Saiba em conversas exclusivas, como foi o cotidiano da turnê européia de João Gilberto
Carol Quintanilha/Folha Imagem
O artista João Gilberto durante show no Barbican, em Londres, que ele considerou o melhor da turnê européia, na qual foi pontual e recebeu elogios da crítica


Folha acompanha o inventor da bossa nova no dia-a-dia dos shows em Barcelona e Londres
A VIAGEM DE JOÃO

MARIO SERGIO CONTI
ENVIADO ESPECIAL A LONDRES E BARCELONA

Quinta-feira, 6 de julho
"Crítica de show no Brasil é assim. O sujeito senta e escreve: "Maria Bethânia entrou no palco como ela gosta, descalça. Maria Bethânia estava com muito axé. Maria Bethânia cantou "Carcará", "Cocoró", "Cucuru". Maria Bethânia cantou e encantou". Quando é comigo, eles escrevem: "João Gilberto reclamou do som. João Gilberto cantou de novo "O Pato" e "Chega de Saudade". O show só engrenou do meio para o fim, quando João Gilberto engatou uma quarta.'"
O artista João Gilberto Prado Pereira de Oliveira, 69, baiano de Juazeiro, está ao telefone. Ele comenta a repercussão no Brasil de seu show no mês anterior no Carnegie Hall, em Nova York.
Ele lembra os seus primeiros shows em Nova York, no final de 1962, que o projetaram internacionalmente. O cantor, violonista, compositor e inventor da bossa nova estabeleceu-se então nos Estados Unidos, mudou-se para o México, passou temporadas na França e na Itália e só voltou ao Brasil 18 anos depois. Desde 1980 ele mora no Rio de Janeiro.
O artista convida o interlocutor a acompanhá-lo numa turnê pela Europa. Serão dois shows em Barcelona e um em Londres. As passagens aéreas e os hotéis ficarão por conta dos produtores. João Gilberto concorda com que a Folha faça uma reportagem sobre a turnê.

Sexta-feira, 7 de julho
O artista está novamente ao telefone. Conta que o inchaço nas mãos, que surgiu logo depois do concerto em Nova York, está diminuindo. Está tomando Vioxx, um antiinflamatório que o hematologista Antonio Campos de Mello lhe receitou, também pelo telefone.
João Gilberto sai pouquíssimo de casa. Ele mora sozinho no oitavo andar de um apartamento alugado no Leblon, numa rua transversal à praia. Fica a maior parte do tempo de pijama e chinelos. Ou de calça azul-marinho e camisa branca de manga comprida. Não abre a janela. Nem as cortinas. Não tem aparelho de som. Nunca houve CDs.

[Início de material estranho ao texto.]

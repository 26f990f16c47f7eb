//! Run statistics.
//!
//! Aggregate numbers over a finished generation run: how correct answers
//! distribute over the letters, and how often bank questions were reused
//! across exams. Exporters and the CLI summary consume this; nothing in the
//! assembly path depends on it.

use std::collections::BTreeMap;

use serde::{Deserialize, Serialize};

use crate::model::Exam;

/// Distribution thresholds: a letter carrying less than 15% or more than
/// 35% of the correct answers gets flagged as imbalanced.
const MIN_SHARE_PCT: f64 = 15.0;
const MAX_SHARE_PCT: f64 = 35.0;

/// How many leading characters of a question identify it in reuse counting.
const REUSE_KEY_LEN: usize = 50;

/// Statistics over one generation run.
#[derive(Debug, Clone, Serialize, Deserialize)]
pub struct RunStatistics {
    /// Number of exams in the run.
    pub total_exams: usize,
    /// Total question slots across all exams.
    pub total_questions: usize,
    /// Correct-answer counts and shares per letter.
    pub answer_distribution: BTreeMap<char, LetterShare>,
    /// Reuse summary, absent for empty runs.
    pub question_reuse: Option<ReuseStats>,
    /// Human-readable distribution warnings.
    pub warnings: Vec<String>,
}

/// One letter's share of the correct answers.
#[derive(Debug, Clone, PartialEq, Serialize, Deserialize)]
pub struct LetterShare {
    pub count: usize,
    /// Percentage of all correct answers, rounded to two decimals.
    pub percentage: f64,
}

/// How often bank questions recur across the run's exams.
#[derive(Debug, Clone, PartialEq, Serialize, Deserialize)]
pub struct ReuseStats {
    pub unique_questions: usize,
    pub max_times_used: usize,
    pub avg_times_used: f64,
}

/// Compute statistics for a run.
pub fn compute_run_statistics(exams: &[Exam]) -> RunStatistics {
    let mut letter_counts: BTreeMap<char, usize> = BTreeMap::new();
    let mut reuse_counts: BTreeMap<String, usize> = BTreeMap::new();
    let mut total_questions = 0usize;

    for exam in exams {
        total_questions += exam.questions.len();
        for question in &exam.questions {
            *letter_counts.entry(question.answer).or_default() += 1;
            let key: String = question.text.chars().take(REUSE_KEY_LEN).collect();
            *reuse_counts.entry(key).or_default() += 1;
        }
    }

    let mut answer_distribution = BTreeMap::new();
    let mut warnings = Vec::new();

    if total_questions > 0 {
        for (&letter, &count) in &letter_counts {
            let percentage =
                (count as f64 / total_questions as f64 * 100.0 * 100.0).round() / 100.0;
            answer_distribution.insert(letter, LetterShare { count, percentage });
        }

        let shares: Vec<f64> = answer_distribution
            .values()
            .map(|share| share.percentage)
            .collect();
        let min_pct = shares.iter().copied().fold(f64::INFINITY, f64::min);
        let max_pct = shares.iter().copied().fold(f64::NEG_INFINITY, f64::max);
        if min_pct < MIN_SHARE_PCT || max_pct > MAX_SHARE_PCT {
            warnings.push(format!(
                "Distribución de respuestas desbalanceada. Rango: {min_pct:.1}% - {max_pct:.1}%"
            ));
        }
    }

    let question_reuse = if reuse_counts.is_empty() {
        None
    } else {
        let max_times_used = reuse_counts.values().copied().max().unwrap_or(0);
        let avg = total_questions as f64 / reuse_counts.len() as f64;
        Some(ReuseStats {
            unique_questions: reuse_counts.len(),
            max_times_used,
            avg_times_used: (avg * 100.0).round() / 100.0,
        })
    };

    let stats = RunStatistics {
        total_exams: exams.len(),
        total_questions,
        answer_distribution,
        question_reuse,
        warnings,
    };
    tracing::debug!(
        exams = stats.total_exams,
        questions = stats.total_questions,
        "estadísticas calculadas"
    );
    stats
}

Nem os seus. Passa os dias cantando e tocando. Ou conversando com amigos pelo telefone. Gosta de assistir telejornais, lutas de boxe, campeonatos de luta livre e, mais que tudo, jogos da seleção brasileira.
Às vezes convida amigos para jantar. É um anfitrião caloroso e educado. Encomenda a comida em restaurantes das redondezas. Conversa, conta casos, comenta notícias recentes, brinca, imita pessoas, canta e toca violão para os convidados até o amanhecer. Sabe de cor centenas de músicas. Nunca gravou ou cantou em público a maior parte delas.

Sábado, 8 de julho
O artista embarca à noite no Rio e troca de avião em São Paulo. Carrega um saco plástico com uma garrafa de água mineral sem gás. "Como é impossível conseguir água sem gelo num avião, venho equipado", explica. Ele fica na primeira classe com Maria do Céu Harris, 36, portuguesa nascida em Moçambique, sua namorada há 16 anos. Na classe econômica vão dr. Campos, um sobrinho de João Gilberto, Pequinho, e Moacyr Octavio Castilho, conhecido nos meios musicais como Octavio Terceiro.

Domingo, 9 de julho
O avião aterrissa no aeroporto de Madri às 14h. A conexão para Barcelona só sai às 18h. O artista aponta a semelhança das pessoas que passam pela sua frente com personagens da vida nacional: "Olha o juiz Lalau, que vive clandestino na Espanha"; "Lá vai o Leonardo Boff com sua barbona branca"; "Vamos ali entrevistar o Aloízio Mercadante?".
Passa uma idosa com uma criança. Passa uma outra senhora com uma menina. João Gilberto aponta para elas e diz, sério: "Que bom que as avós vivem bastante na Espanha; lá vai a avó, lá vai a neta, lá vai a vida".
Os monitores do aeroporto informam que o vôo para Barcelona foi adiado para às 19h. Depois, para as 20h. Quando o vôo é postergado para às 22h, Pequinho toma a iniciativa de tentar transferir os bilhetes para o da ponte aérea Madri-Barcelona, cujos vôos saem de meia em meia hora. Será preciso pagar US$ 100 a mais por passagem. Pequinho decide fazer a troca e depois cobrar a diferença dos produtores do show em Barcelona.
"Por uns míseros dólares, temos de enfrentar essa confusão, todo esse estresse", comenta Pequinho. "O tio João já era para estar em Barcelona, descansando, e fica aqui pagando esse mico. Depois, cansado, ele não faz o teste prévio no teatro e, na hora do show, reclama do som. Aí, fica com fama de temperamental. Mas as pessoas não sabem o que aconteceu antes."
O artista entra no avião às 20h. Novo atraso. Com o ar-condicionado do avião desligado e a temperatura acima de 30, os passageiros suam e se irritam. Às 20h30, João Gilberto diz ao sobrinho: "Dá minha passagem e o passaporte. Se esse avião não sair em dez minutos, saio, vou para um hotel e volto amanhã para o Brasil". Cinco minutos depois as portas são fechadas e o avião se encaminha para a cabeceira da pista.
Passava das 22h quando o avião aterrissou em Barcelona. Há 24 horas o artista saíra de seu apartamento no Rio. Ele era aguardado por Alfonso Sitjá e Alfredo Lorenzo, os empresários espanhóis que organizaram os shows, investindo mais de US$ 100 mil. João Gilberto os cumprimenta e segue direto para o carro que o levou ao hotel Majestic.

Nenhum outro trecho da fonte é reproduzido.